Where the capital has come from
- Sovereign wealth funds such as the UAE’s Abu Dhabi Investment Authority (ADIA), Mubadala Investment Company and the Qatar Investment Authority (QIA) have been among the most active backers of India’s startup and growth ecosystem.
- Mubadala’s India portfolio has included investments in Jio Platforms, Reliance Retail, Avanse Financial Services and Manipal Health Enterprises.
- ADIA has backed companies including Lenskart and HDFC Capital Advisors.
While these sovereigns have been prominent investors, industry sources expect their activity to moderate in the near term as geopolitical tensions and economic uncertainty weigh on decision-making. Currency moves are another headwind: rupee depreciation alters expected returns for investors who measure outcomes in stronger foreign currencies, making long-duration VC commitments less attractive.

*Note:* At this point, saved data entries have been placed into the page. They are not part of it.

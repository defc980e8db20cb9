//! Cart pricing and order placement.
//!
//! Prices always come from the catalog. The amounts a client shows in its cart are never trusted.
use std::fmt::Debug;

use log::*;
use regex::Regex;
use sf_common::Cents;

use crate::{
    db_types::{NewOrder, NewOrderItem, OrderDetail, OrderNumber, Product},
    events::{EventProducers, OrderCreatedEvent},
    sf_api::{
        errors::CheckoutError,
        order_objects::{CartItem, CartQuote, CheckoutRequest, QuotedLine, ShippingRates, MAX_LINE_QUANTITY},
    },
    traits::{CatalogManagement, OrderManagement},
};

const EMAIL_PATTERN: &str = r"^[^@\s]+@[^@\s]+\.[^@\s]+$";

pub fn is_valid_email(email: &str) -> bool {
    Regex::new(EMAIL_PATTERN).map(|re| re.is_match(email)).unwrap_or(false)
}

fn check_line_quantity(product: &Product, quantity: i64) -> Result<(), CheckoutError> {
    if (1..=MAX_LINE_QUANTITY).contains(&quantity) {
        Ok(())
    } else {
        Err(CheckoutError::InvalidQuantity { product: product.name.clone(), quantity, max: MAX_LINE_QUANTITY })
    }
}

pub struct CheckoutApi<B> {
    db: B,
    shipping: ShippingRates,
    producers: EventProducers,
}

impl<B> Debug for CheckoutApi<B> {
    fn fmt(&self, f: &mut std::fmt::Formatter<'_>) -> std::fmt::Result {
        write!(f, "CheckoutApi ({:?})", self.shipping)
    }
}

impl<B> CheckoutApi<B> {
    pub fn new(db: B, shipping: ShippingRates, producers: EventProducers) -> Self {
        Self { db, shipping, producers }
    }

    pub fn db(&self) -> &B {
        &self.db
    }

    pub fn shipping_rates(&self) -> ShippingRates {
        self.shipping
    }
}

impl<B> CheckoutApi<B>
where B: OrderManagement + CatalogManagement
{
    /// Prices the cart from the current catalog.
    ///
    /// Every product must exist and be active. Each submitted line must order `1..=MAX_LINE_QUANTITY` units. Repeated
    /// lines for the same product are then merged, and the merged quantity must also stay within the cap and the
    /// stock on hand.
    pub async fn quote_cart(&self, items: &[CartItem]) -> Result<CartQuote, CheckoutError> {
        if items.is_empty() {
            return Err(CheckoutError::EmptyCart);
        }
        let mut ids = Vec::with_capacity(items.len());
        for item in items {
            if !ids.contains(&item.product_id) {
                ids.push(item.product_id);
            }
        }
        let products = self.db.fetch_products_by_ids(&ids).await?;
        let mut merged: Vec<(&Product, i64)> = Vec::with_capacity(ids.len());
        for item in items {
            let product = products
                .iter()
                .find(|p| p.id == item.product_id)
                .ok_or(CheckoutError::UnknownProduct(item.product_id))?;
            if !product.active {
                return Err(CheckoutError::ProductUnavailable(product.name.clone()));
            }
            check_line_quantity(product, item.quantity)?;
            match merged.iter_mut().find(|(p, _)| p.id == product.id) {
                Some((_, quantity)) => {
                    *quantity = quantity.checked_add(item.quantity).ok_or_else(|| CheckoutError::InvalidQuantity {
                        product: product.name.clone(),
                        quantity: i64::MAX,
                        max: MAX_LINE_QUANTITY,
                    })?;
                },
                None => merged.push((product, item.quantity)),
            }
        }
        let mut lines = Vec::with_capacity(merged.len());
        for (product, quantity) in merged {
            check_line_quantity(product, quantity)?;
            if product.stock < quantity {
                return Err(CheckoutError::InsufficientStock {
                    product: product.name.clone(),
                    available: product.stock,
                    requested: quantity,
                });
            }
            lines.push(QuotedLine {
                product_id: product.id,
                slug: product.slug.clone(),
                name: product.name.clone(),
                unit_price: product.price,
                quantity,
                line_total: product.price * quantity,
            });
        }
        let subtotal: Cents = lines.iter().map(|l| l.line_total).sum();
        let shipping_cost = self.shipping.cost_for(subtotal);
        let total = subtotal + shipping_cost;
        trace!("🛒️ Quoted {} lines: {subtotal} + {shipping_cost} shipping = {total}", lines.len());
        Ok(CartQuote { lines, subtotal, shipping_cost, total })
    }

    /// Validates the checkout form, prices the cart, and stores the order with its items and shipping address.
    ///
    /// Either a signed-in user id or a valid guest email is required. The new order starts with `Pending` payment and
    /// shipping statuses.
    pub async fn place_order(&self, request: CheckoutRequest) -> Result<OrderDetail, CheckoutError> {
        let CheckoutRequest { user_id, email, items, shipping_address, payment_method, notes } = request;
        let user_id = user_id.map(|u| u.trim().to_string()).filter(|u| !u.is_empty());
        let email = email.map(|e| e.trim().to_string()).filter(|e| !e.is_empty());
        let email = match (&user_id, email) {
            (None, None) => {
                return Err(CheckoutError::Validation("A guest checkout requires an email address".into()));
            },
            (_, Some(email)) if !is_valid_email(&email) => {
                return Err(CheckoutError::Validation(format!("'{email}' is not a valid email address")));
            },
            (_, Some(email)) => email,
            (Some(_), None) => String::default(),
        };
        let missing = shipping_address.missing_fields();
        if !missing.is_empty() {
            return Err(CheckoutError::Validation(format!(
                "The shipping address is missing required fields: {}",
                missing.join(", ")
            )));
        }
        let quote = self.quote_cart(&items).await?;
        let order = NewOrder {
            order_number: OrderNumber::new_random(),
            user_id,
            email,
            subtotal: quote.subtotal,
            shipping_cost: quote.shipping_cost,
            total: quote.total,
            payment_method,
            notes: notes.filter(|n| !n.trim().is_empty()),
            items: quote
                .lines
                .into_iter()
                .map(|l| NewOrderItem {
                    product_id: l.product_id,
                    product_name: l.name,
                    unit_price: l.unit_price,
                    quantity: l.quantity,
                })
                .collect(),
            shipping_address,
        };
        let detail = self.db.insert_order(order).await?;
        info!(
            "🛒️ Order {} placed for {} ({} payment, {} items)",
            detail.order.order_number,
            detail.order.total,
            detail.order.payment_method,
            detail.items.len()
        );
        self.producers.publish_order_created(OrderCreatedEvent::new(detail.clone())).await;
        Ok(detail)
    }
}
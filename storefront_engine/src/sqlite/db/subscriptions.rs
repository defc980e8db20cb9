use chrono::{DateTime, Utc};
use sqlx::{types::Json, SqliteConnection};

use crate::db_types::{
    DeliveryStatus,
    NewSubscription,
    NewSubscriptionDelivery,
    NewSubscriptionPlan,
    Subscription,
    SubscriptionDelivery,
    SubscriptionPlan,
    SubscriptionStatus,
};

pub async fn fetch_active_plans(conn: &mut SqliteConnection) -> Result<Vec<SubscriptionPlan>, sqlx::Error> {
    sqlx::query_as("SELECT * FROM subscription_plans WHERE active = TRUE ORDER BY interval_days ASC, id ASC")
        .fetch_all(conn)
        .await
}

pub async fn fetch_plan(id: i64, conn: &mut SqliteConnection) -> Result<Option<SubscriptionPlan>, sqlx::Error> {
    sqlx::query_as("SELECT * FROM subscription_plans WHERE id = $1").bind(id).fetch_optional(conn).await
}

pub async fn insert_plan(
    plan: NewSubscriptionPlan,
    conn: &mut SqliteConnection,
) -> Result<SubscriptionPlan, sqlx::Error> {
    sqlx::query_as(
        r#"
            INSERT INTO subscription_plans (name, interval_days, discount_percent, product_count, trial_days)
            VALUES ($1, $2, $3, $4, $5)
            RETURNING *;
        "#,
    )
    .bind(plan.name)
    .bind(plan.interval_days)
    .bind(plan.discount_percent)
    .bind(plan.product_count)
    .bind(plan.trial_days)
    .fetch_one(conn)
    .await
}

pub async fn insert_subscription(
    sub: NewSubscription,
    conn: &mut SqliteConnection,
) -> Result<Subscription, sqlx::Error> {
    sqlx::query_as(
        r#"
            INSERT INTO subscriptions (user_id, plan_id, status, product_ids, current_period_start, current_period_end)
            VALUES ($1, $2, $3, $4, $5, $6)
            RETURNING *;
        "#,
    )
    .bind(sub.user_id)
    .bind(sub.plan_id)
    .bind(sub.status)
    .bind(Json(sub.product_ids))
    .bind(sub.current_period_start)
    .bind(sub.current_period_end)
    .fetch_one(conn)
    .await
}

pub async fn fetch_subscription(id: i64, conn: &mut SqliteConnection) -> Result<Option<Subscription>, sqlx::Error> {
    sqlx::query_as("SELECT * FROM subscriptions WHERE id = $1").bind(id).fetch_optional(conn).await
}

pub async fn fetch_subscriptions_for_user(
    user_id: &str,
    conn: &mut SqliteConnection,
) -> Result<Vec<Subscription>, sqlx::Error> {
    sqlx::query_as("SELECT * FROM subscriptions WHERE user_id = $1 ORDER BY id DESC").bind(user_id).fetch_all(conn).await
}

pub async fn fetch_all_subscriptions(conn: &mut SqliteConnection) -> Result<Vec<Subscription>, sqlx::Error> {
    sqlx::query_as("SELECT * FROM subscriptions ORDER BY id DESC").fetch_all(conn).await
}

pub async fn update_status(
    id: i64,
    status: SubscriptionStatus,
    conn: &mut SqliteConnection,
) -> Result<Option<Subscription>, sqlx::Error> {
    sqlx::query_as("UPDATE subscriptions SET status = $1, updated_at = CURRENT_TIMESTAMP WHERE id = $2 RETURNING *")
        .bind(status)
        .bind(id)
        .fetch_optional(conn)
        .await
}

pub async fn update_billing_period(
    id: i64,
    start: DateTime<Utc>,
    end: DateTime<Utc>,
    status: SubscriptionStatus,
    conn: &mut SqliteConnection,
) -> Result<Option<Subscription>, sqlx::Error> {
    sqlx::query_as(
        r#"
            UPDATE subscriptions SET
                current_period_start = $1,
                current_period_end = $2,
                status = $3,
                updated_at = CURRENT_TIMESTAMP
            WHERE id = $4
            RETURNING *;
        "#,
    )
    .bind(start)
    .bind(end)
    .bind(status)
    .bind(id)
    .fetch_optional(conn)
    .await
}

pub async fn insert_delivery(
    delivery: NewSubscriptionDelivery,
    conn: &mut SqliteConnection,
) -> Result<SubscriptionDelivery, sqlx::Error> {
    sqlx::query_as(
        r#"
            INSERT INTO subscription_deliveries (subscription_id, scheduled_for, amount)
            VALUES ($1, $2, $3)
            RETURNING *;
        "#,
    )
    .bind(delivery.subscription_id)
    .bind(delivery.scheduled_for)
    .bind(delivery.amount)
    .fetch_one(conn)
    .await
}

pub async fn fetch_deliveries(
    subscription_id: i64,
    conn: &mut SqliteConnection,
) -> Result<Vec<SubscriptionDelivery>, sqlx::Error> {
    sqlx::query_as("SELECT * FROM subscription_deliveries WHERE subscription_id = $1 ORDER BY scheduled_for ASC, id ASC")
        .bind(subscription_id)
        .fetch_all(conn)
        .await
}

pub async fn update_delivery_status(
    id: i64,
    status: DeliveryStatus,
    tracking_number: Option<String>,
    conn: &mut SqliteConnection,
) -> Result<Option<SubscriptionDelivery>, sqlx::Error> {
    sqlx::query_as(
        r#"
            UPDATE subscription_deliveries SET
                status = $1,
                tracking_number = COALESCE($2, tracking_number),
                updated_at = CURRENT_TIMESTAMP
            WHERE id = $3
            RETURNING *;
        "#,
    )
    .bind(status)
    .bind(tracking_number)
    .bind(id)
    .fetch_optional(conn)
    .await
}
//! Request and response bodies that only exist at the HTTP boundary. Everything else is (de)serialized straight from
//! the engine's types.
use std::fmt::Display;

use chrono::{DateTime, Utc};
use serde::{Deserialize, Serialize};
use storefront_engine::{
    db_types::{
        DeliveryStatus,
        NewETransferPayment,
        OrderNumber,
        PaymentMethod,
        PaymentStatus,
        ShippingStatus,
        SolanaPaymentStatus,
    },
    order_objects::CartItem,
    OrderQueryFilter,
};

#[derive(Debug, Clone, Serialize, Deserialize)]
pub struct JsonResponse {
    pub success: bool,
    pub message: String,
}

impl JsonResponse {
    pub fn success<S: Display>(message: S) -> Self {
        Self { success: true, message: message.to_string() }
    }

    pub fn failure<S: Display>(message: S) -> Self {
        Self { success: false, message: message.to_string() }
    }
}

#[derive(Debug, Clone, Serialize, Deserialize)]
pub struct AdminLoginRequest {
    pub username: String,
    pub password: String,
}

#[derive(Debug, Clone, Serialize, Deserialize)]
pub struct AccessTokenResponse {
    pub access_token: String,
    pub token_type: String,
    pub expires_in: i64,
}

#[derive(Debug, Clone, Serialize, Deserialize)]
pub struct CartQuoteRequest {
    pub items: Vec<CartItem>,
}

#[derive(Debug, Clone, Serialize, Deserialize)]
pub struct CardCheckoutResponse {
    pub order_number: OrderNumber,
    pub session_id: String,
    pub url: String,
}

#[derive(Debug, Clone, Serialize, Deserialize)]
pub struct SolanaCheckoutResponse {
    pub order_number: OrderNumber,
    pub reference: String,
    pub recipient: String,
    pub spl_token: Option<String>,
    /// Whole tokens, as written in the transfer request URL
    pub amount: String,
    pub url: String,
    pub qr_svg: String,
}

#[derive(Debug, Clone, Serialize, Deserialize)]
pub struct SolanaStatusResponse {
    pub order_number: OrderNumber,
    pub reference: String,
    pub status: SolanaPaymentStatus,
    pub payment_status: PaymentStatus,
    pub signature: Option<String>,
    /// Why a transaction carrying the reference was not accepted, if one was found.
    #[serde(default, skip_serializing_if = "Option::is_none")]
    pub detail: Option<String>,
}

#[derive(Debug, Clone, Serialize, Deserialize)]
pub struct ETransferInstructions {
    pub order_number: OrderNumber,
    pub amount: String,
    pub recipient_email: Option<String>,
    /// Customers put this in the transfer message so the payment can be matched to the order.
    pub message: String,
    pub payment_status: PaymentStatus,
}

#[derive(Debug, Clone, Copy, PartialEq, Eq, Serialize, Deserialize)]
#[serde(rename_all = "snake_case")]
pub enum SubscriptionAction {
    Pause,
    Resume,
    Cancel,
}

#[derive(Debug, Clone, Serialize, Deserialize)]
pub struct PaymentStatusUpdate {
    pub status: PaymentStatus,
}

#[derive(Debug, Clone, Serialize, Deserialize)]
pub struct ShippingStatusUpdate {
    pub status: ShippingStatus,
    #[serde(default)]
    pub tracking_number: Option<String>,
}

#[derive(Debug, Clone, Serialize, Deserialize)]
pub struct ETransferRecordRequest {
    #[serde(flatten)]
    pub payment: NewETransferPayment,
    #[serde(default)]
    pub mark_completed: bool,
}

#[derive(Debug, Clone, Serialize, Deserialize)]
pub struct NewDeliveryRequest {
    #[serde(default)]
    pub scheduled_for: Option<DateTime<Utc>>,
}

#[derive(Debug, Clone, Serialize, Deserialize)]
pub struct DeliveryStatusUpdate {
    pub status: DeliveryStatus,
    #[serde(default)]
    pub tracking_number: Option<String>,
}

#[derive(Debug, Clone, Serialize, Deserialize)]
pub struct ExchangeRateUpdate {
    pub currency: String,
    /// USD price of one whole unit, e.g. `"142.57"`
    pub rate: String,
}

/// Query string of the admin order search. Statuses are comma separated.
#[derive(Debug, Clone, Default, Serialize, Deserialize)]
pub struct OrderSearchParams {
    pub order_number: Option<String>,
    pub user_id: Option<String>,
    pub email: Option<String>,
    pub payment_method: Option<PaymentMethod>,
    pub payment_status: Option<String>,
    pub shipping_status: Option<String>,
    pub since: Option<DateTime<Utc>>,
    pub until: Option<DateTime<Utc>>,
}

impl OrderSearchParams {
    pub fn into_filter(self) -> Result<OrderQueryFilter, String> {
        fn statuses<T: std::str::FromStr>(s: Option<String>) -> Result<Vec<T>, String>
        where T::Err: Display {
            s.map(|s| {
                s.split(',')
                    .map(str::trim)
                    .filter(|s| !s.is_empty())
                    .map(|s| s.parse::<T>().map_err(|e| e.to_string()))
                    .collect()
            })
            .unwrap_or_else(|| Ok(vec![]))
        }
        Ok(OrderQueryFilter {
            order_number: self.order_number.filter(|s| !s.is_empty()).map(OrderNumber::from),
            user_id: self.user_id.filter(|s| !s.is_empty()),
            email: self.email.filter(|s| !s.is_empty()),
            payment_method: self.payment_method,
            payment_status: statuses(self.payment_status)?,
            shipping_status: statuses(self.shipping_status)?,
            since: self.since,
            until: self.until,
        })
    }
}
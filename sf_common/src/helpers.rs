/// Interprets an optional environment flag. Unrecognised values fall back to `default`.
pub fn parse_boolean_flag(value: Option<String>, default: bool) -> bool {
    let Some(value) = value else {
        return default;
    };
    match value.trim().to_ascii_lowercase().as_str() {
        "1" | "true" | "yes" | "on" => true,
        "0" | "false" | "no" | "off" => false,
        _ => default,
    }
}

/// Reads `key` from the environment and parses it, returning `None` when unset or unparseable.
pub fn env_parse<T: std::str::FromStr>(key: &str) -> Option<T> {
    std::env::var(key).ok().and_then(|s| s.trim().parse::<T>().ok())
}
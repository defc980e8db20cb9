use std::{fmt::Display, str::FromStr};

use serde::{Deserialize, Serialize};

use crate::SolanaError;

pub const PUBKEY_BYTES: usize = 32;

/// A 32-byte Solana address, shown in base58.
#[derive(Debug, Clone, Copy, PartialEq, Eq, Hash, PartialOrd, Ord, Serialize, Deserialize)]
#[serde(try_from = "String", into = "String")]
pub struct Pubkey([u8; PUBKEY_BYTES]);

impl Pubkey {
    pub fn new(bytes: [u8; PUBKEY_BYTES]) -> Self {
        Self(bytes)
    }

    /// A random key to use as a Solana Pay reference. It never needs a private key, since it only tags the
    /// transaction so that it can be found with `getSignaturesForAddress`.
    pub fn new_reference() -> Self {
        Self(rand::random())
    }

    pub fn as_bytes(&self) -> &[u8; PUBKEY_BYTES] {
        &self.0
    }
}

impl FromStr for Pubkey {
    type Err = SolanaError;

    fn from_str(s: &str) -> Result<Self, Self::Err> {
        let bytes = bs58::decode(s.trim()).into_vec().map_err(|e| SolanaError::InvalidPubkey(format!("{s}. {e}")))?;
        let bytes: [u8; PUBKEY_BYTES] = bytes
            .try_into()
            .map_err(|v: Vec<u8>| SolanaError::InvalidPubkey(format!("{s} is {} bytes long, not 32", v.len())))?;
        Ok(Self(bytes))
    }
}

impl Display for Pubkey {
    fn fmt(&self, f: &mut std::fmt::Formatter<'_>) -> std::fmt::Result {
        write!(f, "{}", bs58::encode(self.0).into_string())
    }
}

impl TryFrom<String> for Pubkey {
    type Error = SolanaError;

    fn try_from(value: String) -> Result<Self, Self::Error> {
        value.parse()
    }
}

impl From<Pubkey> for String {
    fn from(value: Pubkey) -> Self {
        value.to_string()
    }
}
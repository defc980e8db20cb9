//! Glue between the engine and the external payment rails. The engine only ever sees verified outcomes; fetching and
//! checking those outcomes happens here.
pub mod solana;
pub mod stripe;
use thiserror::Error;

#[derive(Debug, Clone, PartialEq, Eq, Error)]
pub enum SolanaError {
    #[error("Invalid public key: {0}")]
    InvalidPubkey(String),
    #[error("Invalid token amount: {0}")]
    InvalidAmount(String),
    #[error("Invalid transfer request URL: {0}")]
    InvalidUrl(String),
    #[error("Could not reach the Solana RPC node: {0}")]
    Transport(String),
    #[error("Could not deserialize RPC response: {0}")]
    Json(String),
    #[error("RPC error {code}: {message}")]
    Rpc { code: i64, message: String },
    #[error("Could not render QR code: {0}")]
    QrCode(String),
    #[error("Transaction {0} was not found")]
    TransactionNotFound(String),
    #[error("{0}")]
    Validation(#[from] ValidationError),
}

/// Reasons a transaction does not satisfy a transfer request.
#[derive(Debug, Clone, PartialEq, Eq, Error)]
pub enum ValidationError {
    #[error("The transaction has no status metadata")]
    MissingMeta,
    #[error("The transaction failed on-chain: {0}")]
    TransactionFailed(String),
    #[error("The transfer request has no amount to check against")]
    MissingAmount,
    #[error("Reference {0} is not part of the transaction")]
    ReferenceMissing(String),
    #[error("The recipient {0} is not part of the transaction")]
    RecipientNotFound(String),
    #[error("The recipient received {actual} base units, but {expected} were requested")]
    AmountTooLow { expected: u64, actual: i128 },
}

“Investors prefer to sit on cash during uncertain times. With the West Asia conflict and rupee depreciation, raising money for VC funds will not be easy,” said a source familiar with the matter.
Outlook
For India-focused PE and VC firms, the near-term outlook is for tougher fund-raising conditions. Managers that rely on HNIs and Gulf sovereigns will likely face longer sales cycles and potentially smaller first-close targets as investors adopt a wait-and-watch posture. At the same time, established funds with track records or sector-specific theses may still close mandates, but at a slower pace and with greater scrutiny on currency hedging and exit timelines.
Industry participants will be watching how sovereign wealth funds such as ADIA, Mubadala and QIA recalibrate allocations, and whether broader stabilisation in West Asia or currency markets restores some investor confidence in committing fresh capital to India-focused PE and VC strategies.